With Dominion, acclaimed novelist C.J. Sansom has added yet another field of novel writing to his already impressive repertoire. Having established himself as a historical novelist with his Tudor series starring hunchback lawyer Matthew Shardlake and venturing into the historical thriller arena with his WWII-based Winter in Madrid, Dominion becomes Sansom’s first entry into the world of alternative history.
World War II is a decade past. England has surrendered with the fall of France. Churchill is gone. The Queen is more puppet than monarch. Boy Scouts are afraid of a forced merger with the League of Fascist Youth. Nothing is as it was. Except. The British Resistance has never bowed to the Nazis. Civil servant and Resistance operative David Fitzgerald is called to action, ordered to Birmingham to free British scientist Frank Muncaster from a mental hospital to keep secrets safe from the Nazis. Of course, the Nazis intend otherwise.

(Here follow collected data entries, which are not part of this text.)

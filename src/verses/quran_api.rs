//! alquran.cloud client
//!
//! `search/{keyword}/all/{edition}` finds ayahs for a category and
//! `ayah/{number}/editions/quran-uthmani,{edition}` fetches the Arabic text
//! together with the translation.

use async_trait::async_trait;
use rand::Rng;
use reqwest::{Client, StatusCode};
use serde::de::DeserializeOwned;
use serde::Deserialize;
use std::time::Duration;
use tracing::{debug, warn};

use super::VerseSource;
use crate::config::AgentConfig;
use crate::error::AgentError;
use crate::models::{Category, Verse};
use crate::Result;

/// Ayahs in the Quran, numbered globally from 1.
pub const TOTAL_AYAHS: u32 = 6236;

/// Edition holding the Arabic source text.
pub const ARABIC_EDITION: &str = "quran-uthmani";

#[derive(Clone)]
pub struct QuranApiClient {
    client: Client,
    base_url: String,
    edition: String,
}

impl QuranApiClient {
    pub fn new(base_url: &str, edition: &str) -> Result<Self> {
        let client = Client::builder()
            .pool_idle_timeout(Duration::from_secs(60))
            .pool_max_idle_per_host(8)
            .build()?;

        Ok(Self {
            client,
            base_url: base_url.trim_end_matches('/').to_string(),
            edition: edition.to_string(),
        })
    }

    pub fn from_config(config: &AgentConfig) -> Result<Self> {
        Self::new(&config.quran_api_base_url, &config.quran_edition)
    }

    /// GET a path; `Ok(None)` when the API answers 404.
    async fn get_data<T: DeserializeOwned>(&self, path: &str) -> Result<Option<T>> {
        let url = format!("{}{}", self.base_url, path);

        let response = self.client.get(&url).send().await.map_err(|e| {
            AgentError::VerseApi(format!("Verse API request failed for {}: {}", path, e))
        })?;

        let status = response.status();
        if status == StatusCode::NOT_FOUND {
            debug!("Verse API has nothing for {}", path);
            return Ok(None);
        }
        if !status.is_success() {
            return Err(AgentError::VerseApi(format!(
                "Verse API returned {} for {}",
                status, path
            )));
        }

        let envelope = response
            .json::<ApiEnvelope<T>>()
            .await
            .map_err(|e| AgentError::VerseApi(format!("Invalid verse API response: {}", e)))?;

        Ok(Some(envelope.data))
    }
}

#[async_trait]
impl VerseSource for QuranApiClient {
    async fn by_category(&self, category: Category) -> Result<Option<Verse>> {
        let path = format!("/search/{}/all/{}", category.as_str(), self.edition);

        let Some(result) = self.get_data::<SearchData>(&path).await? else {
            return Ok(None);
        };

        if result.matches.is_empty() {
            return Ok(None);
        }

        let index = rand::thread_rng().gen_range(0..result.matches.len());
        let number = result.matches[index].number;
        debug!(
            category = %category,
            count = result.count.unwrap_or(result.matches.len()),
            "Picked search match {} (ayah {})",
            index,
            number
        );

        self.verse_by_number(number).await.map(Some)
    }

    async fn random(&self) -> Result<Verse> {
        let number: u32 = rand::thread_rng().gen_range(1..=TOTAL_AYAHS);
        self.verse_by_number(number).await
    }
}

impl QuranApiClient {
    /// Arabic text and translation of one ayah by its global number.
    async fn verse_by_number(&self, number: u32) -> Result<Verse> {
        let path = format!("/ayah/{}/editions/{},{}", number, ARABIC_EDITION, self.edition);

        match self.get_data::<Vec<Ayah>>(&path).await? {
            Some(ayahs) => pair_into_verse(ayahs, &self.edition),
            None => {
                warn!("Verse API returned 404 for ayah {}", number);
                Err(AgentError::VerseApi(format!("Ayah {} not found", number)))
            }
        }
    }
}

//
// ================= Wire types =================
//

#[derive(Debug, Deserialize)]
struct ApiEnvelope<T> {
    data: T,
}

#[derive(Debug, Deserialize)]
struct SearchData {
    count: Option<usize>,
    #[serde(default)]
    matches: Vec<Ayah>,
}

#[derive(Debug, Deserialize)]
#[serde(rename_all = "camelCase")]
struct Ayah {
    /// Global ayah number, 1..=6236
    number: u32,
    text: String,
    number_in_surah: u32,
    surah: SurahInfo,
    edition: EditionInfo,
}

#[derive(Debug, Deserialize)]
#[serde(rename_all = "camelCase")]
struct SurahInfo {
    number: u32,
    english_name: String,
}

#[derive(Debug, Deserialize)]
struct EditionInfo {
    identifier: String,
}

/// Join the Arabic and translated editions of one ayah.
fn pair_into_verse(ayahs: Vec<Ayah>, edition: &str) -> Result<Verse> {
    let mut arabic = None;
    let mut translated = None;

    for ayah in ayahs {
        if ayah.edition.identifier == ARABIC_EDITION {
            arabic = Some(ayah);
        } else if ayah.edition.identifier == edition {
            translated = Some(ayah);
        }
    }

    let (Some(arabic), Some(translated)) = (arabic, translated) else {
        return Err(AgentError::VerseApi(format!(
            "Verse API response is missing the {} or {} edition",
            ARABIC_EDITION, edition
        )));
    };

    Ok(Verse {
        reference: format!(
            "{} {}:{}",
            translated.surah.english_name, translated.surah.number, translated.number_in_surah
        ),
        text: arabic.text.trim().to_string(),
        translation: translated.text.trim().to_string(),
    })
}
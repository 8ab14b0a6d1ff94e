//! Process configuration
//!
//! Read once at startup and handed to the components explicitly.

use crate::error::AgentError;
use crate::Result;
use std::collections::HashMap;

pub const DEFAULT_GEMINI_MODEL: &str = "gemini-2.5-flash";
pub const DEFAULT_GEMINI_BASE_URL: &str = "https://generativelanguage.googleapis.com/v1beta";
pub const DEFAULT_QURAN_API_BASE_URL: &str = "http://api.alquran.cloud/v1";
pub const DEFAULT_QURAN_EDITION: &str = "en.sahih";
pub const DEFAULT_PORT: u16 = 5000;

#[derive(Debug, Clone)]
pub struct AgentConfig {
    pub gemini_api_key: String,
    pub gemini_model: String,
    pub gemini_base_url: String,
    pub quran_api_base_url: String,
    pub quran_edition: String,
    pub port: u16,
}

impl AgentConfig {
    /// Build the config from the process environment.
    pub fn from_env() -> Result<Self> {
        let vars: HashMap<String, String> = std::env::vars().collect();
        Self::from_vars(&vars)
    }

    /// Build the config from an explicit variable map.
    pub fn from_vars(vars: &HashMap<String, String>) -> Result<Self> {
        let get = |key: &str| {
            vars.get(key)
                .map(|v| v.trim().to_string())
                .filter(|v| !v.is_empty())
        };

        let gemini_api_key = get("GEMINI_API_KEY").ok_or_else(|| {
            AgentError::Config(
                "GEMINI_API_KEY environment variable not set. Set it in your .env file or environment."
                    .to_string(),
            )
        })?;

        let port = match get("PORT").or_else(|| get("API_PORT")) {
            Some(raw) => raw
                .parse::<u16>()
                .map_err(|e| AgentError::Config(format!("Invalid port '{}': {}", raw, e)))?,
            None => DEFAULT_PORT,
        };

        Ok(Self {
            gemini_api_key,
            gemini_model: get("GEMINI_MODEL").unwrap_or_else(|| DEFAULT_GEMINI_MODEL.to_string()),
            gemini_base_url: get("GEMINI_BASE_URL")
                .unwrap_or_else(|| DEFAULT_GEMINI_BASE_URL.to_string())
                .trim_end_matches('/')
                .to_string(),
            quran_api_base_url: get("QURAN_API_BASE_URL")
                .unwrap_or_else(|| DEFAULT_QURAN_API_BASE_URL.to_string())
                .trim_end_matches('/')
                .to_string(),
            quran_edition: get("QURAN_EDITION").unwrap_or_else(|| DEFAULT_QURAN_EDITION.to_string()),
            port,
        })
    }
}

#[cfg(test)]
mod tests {
    use super::*;

    fn vars(pairs: &[(&str, &str)]) -> HashMap<String, String> {
        pairs
            .iter()
            .map(|(k, v)| (k.to_string(), v.to_string()))
            .collect()
    }

    #[test]
    fn test_missing_api_key() {
        let result = AgentConfig::from_vars(&vars(&[("PORT", "8080")]));
        assert!(matches!(result, Err(AgentError::Config(_))));

        let result = AgentConfig::from_vars(&vars(&[("GEMINI_API_KEY", "   ")]));
        assert!(result.is_err());
    }

    #[test]
    fn test_defaults() {
        let config = AgentConfig::from_vars(&vars(&[("GEMINI_API_KEY", "abc")])).unwrap();
        assert_eq!(config.gemini_api_key, "abc");
        assert_eq!(config.gemini_model, DEFAULT_GEMINI_MODEL);
        assert_eq!(config.quran_api_base_url, DEFAULT_QURAN_API_BASE_URL);
        assert_eq!(config.quran_edition, "en.sahih");
        assert_eq!(config.port, 5000);
    }

    #[test]
    fn test_overrides() {
        let config = AgentConfig::from_vars(&vars(&[
            ("GEMINI_API_KEY", "abc"),
            ("API_PORT", "9000"),
            ("QURAN_API_BASE_URL", "http://localhost:1234/v1/"),
        ]))
        .unwrap();
        assert_eq!(config.port, 9000);
        assert_eq!(config.quran_api_base_url, "http://localhost:1234/v1");

        let bad = AgentConfig::from_vars(&vars(&[("GEMINI_API_KEY", "abc"), ("PORT", "eighty")]));
        assert!(bad.is_err());
    }
}
//! Interaction Classifier
//!
//! Two stages:
//! - Intent: greetings and "who are you" questions, matched by keyword with no
//!   outbound call
//! - Mood: a single-word label from the LLM, coerced to `unknown` on any failure

use std::sync::Arc;
use tracing::{debug, warn};

use crate::gemini::LanguageModel;
use crate::history::ConversationTurn;
use crate::mapping;
use crate::models::{Interaction, MoodLabel};

/// Static keyword lists
const GREETING_WORDS: &[&str] = &[
    "hello", "hi", "hey", "hiya", "salam", "salaam", "assalamu", "asalamu", "greetings", "yo",
];

/// Filler allowed alongside a greeting word ("hi there", "hello friend")
const GREETING_FILLER: &[&str] = &[
    "there", "friend", "agent", "bot", "alaikum", "alaykum", "everyone", "again", "good",
    "morning", "evening", "afternoon",
];

const SELF_INTRO_PHRASES: &[&str] = &[
    "who are you",
    "what are you",
    "who r u",
    "introduce yourself",
    "tell me about yourself",
    "what is your name",
    "what's your name",
    "whats your name",
    "what can you do",
    "what do you do",
];

/// Politeness allowed around a self-intro question ("please introduce yourself")
const SELF_INTRO_FILLER: &[&str] = &["please", "exactly", "again", "anyway"];

/// Intent detected before any LLM call
#[derive(Debug, Clone, Copy, PartialEq, Eq)]
pub enum Intent {
    Greeting,
    SelfIntro,
    MoodSharing,
}

/// Keyword-based intent check
pub fn detect_intent(text: &str) -> Intent {
    let words = words(&text.to_lowercase());

    if is_self_intro(&words) {
        return Intent::SelfIntro;
    }

    let greets = words.first().is_some_and(|w| GREETING_WORDS.contains(&w.as_str()));
    let only_pleasantries = words
        .iter()
        .all(|w| GREETING_WORDS.contains(&w.as_str()) || GREETING_FILLER.contains(&w.as_str()));

    if greets && only_pleasantries {
        Intent::Greeting
    } else {
        Intent::MoodSharing
    }
}

fn is_pleasantry(word: &str) -> bool {
    GREETING_WORDS.contains(&word)
        || GREETING_FILLER.contains(&word)
        || SELF_INTRO_FILLER.contains(&word)
}

/// The message is a self-intro question and nothing more: optional
/// pleasantries, one phrase on word boundaries, optional pleasantries.
fn is_self_intro(words: &[String]) -> bool {
    let start = words.iter().take_while(|w| is_pleasantry(w)).count();
    let rest = &words[start..];

    SELF_INTRO_PHRASES.iter().any(|phrase| {
        let phrase: Vec<&str> = phrase.split(' ').collect();
        rest.len() >= phrase.len()
            && rest.iter().zip(&phrase).all(|(w, p)| w == p)
            && rest[phrase.len()..].iter().all(|w| is_pleasantry(w))
    })
}

fn words(text: &str) -> Vec<String> {
    text.split(|c: char| !c.is_alphanumeric() && c != '\'')
        .map(|w| w.trim_matches('\'').to_string())
        .filter(|w| !w.is_empty())
        .collect()
}

/// Parse the LLM reply into a mood label.
///
/// Only the first word counts; anything outside the closed set is `Unknown`.
pub fn parse_mood(reply: &str) -> MoodLabel {
    let lowered = reply.to_lowercase();
    let first = lowered
        .split(|c: char| !c.is_alphabetic())
        .find(|w| !w.is_empty())
        .unwrap_or("");

    first.parse::<MoodLabel>().unwrap_or(MoodLabel::Unknown)
}

fn mood_instruction() -> String {
    let labels: Vec<&str> = MoodLabel::KNOWN.iter().map(|m| m.as_str()).collect();
    format!(
        "You identify the primary mood expressed in a user's message. \
         Respond with exactly one lowercase word from this list: {}. \
         If the mood is unclear or neutral, respond with 'unknown'. \
         Do not add punctuation or explanation.",
        labels.join(", ")
    )
}

/// LLM-backed mood classifier
pub struct MoodClassifier {
    llm: Arc<dyn LanguageModel>,
    instruction: String,
}

impl MoodClassifier {
    pub fn new(llm: Arc<dyn LanguageModel>) -> Self {
        Self {
            llm,
            instruction: mood_instruction(),
        }
    }

    /// Classify a message. Never fails: errors become `Unknown`.
    pub async fn classify(&self, text: &str, history: &[ConversationTurn]) -> MoodLabel {
        let prompt = format!("Text: '{}'\nMood:", text);
        debug!("Mood prompt: {}", prompt);

        match self.llm.generate(&self.instruction, history, &prompt).await {
            Ok(reply) => {
                let mood = parse_mood(&reply);
                if mood.is_unknown() {
                    debug!(raw = %reply.trim(), "LLM reply outside the mood set");
                }
                mood
            }
            Err(e) => {
                warn!("Mood classification failed, treating as unknown: {}", e);
                MoodLabel::Unknown
            }
        }
    }

    /// Resolve the branch for a message.
    pub async fn classify_interaction(
        &self,
        text: &str,
        history: &[ConversationTurn],
    ) -> Interaction {
        match detect_intent(text) {
            Intent::Greeting => Interaction::Greeting,
            Intent::SelfIntro => Interaction::SelfIntro,
            Intent::MoodSharing => {
                let mood = self.classify(text, history).await;
                match mapping::category_for(mood) {
                    Some(category) => Interaction::MoodMatched { mood, category },
                    None => Interaction::MoodUnknown { mood },
                }
            }
        }
    }
}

Although Sansom knows a nice turn of phrase when he see it, as other reviewers have noted, what moves me more about Dominion is the author’s attention to detail in his creation of an alternate world, of a fascist-controlled England. No element is too small to be overlooked. And he paints Fitzgerald’s mission, the story of the Resistance, within the context of a much larger canvas. In the end, the reader is left to marvel at Fitzgerald’s heroism and Muncaster’s tenacity while appreciating a conclusion that is as unexpected as it is inevitable. Highly recommended.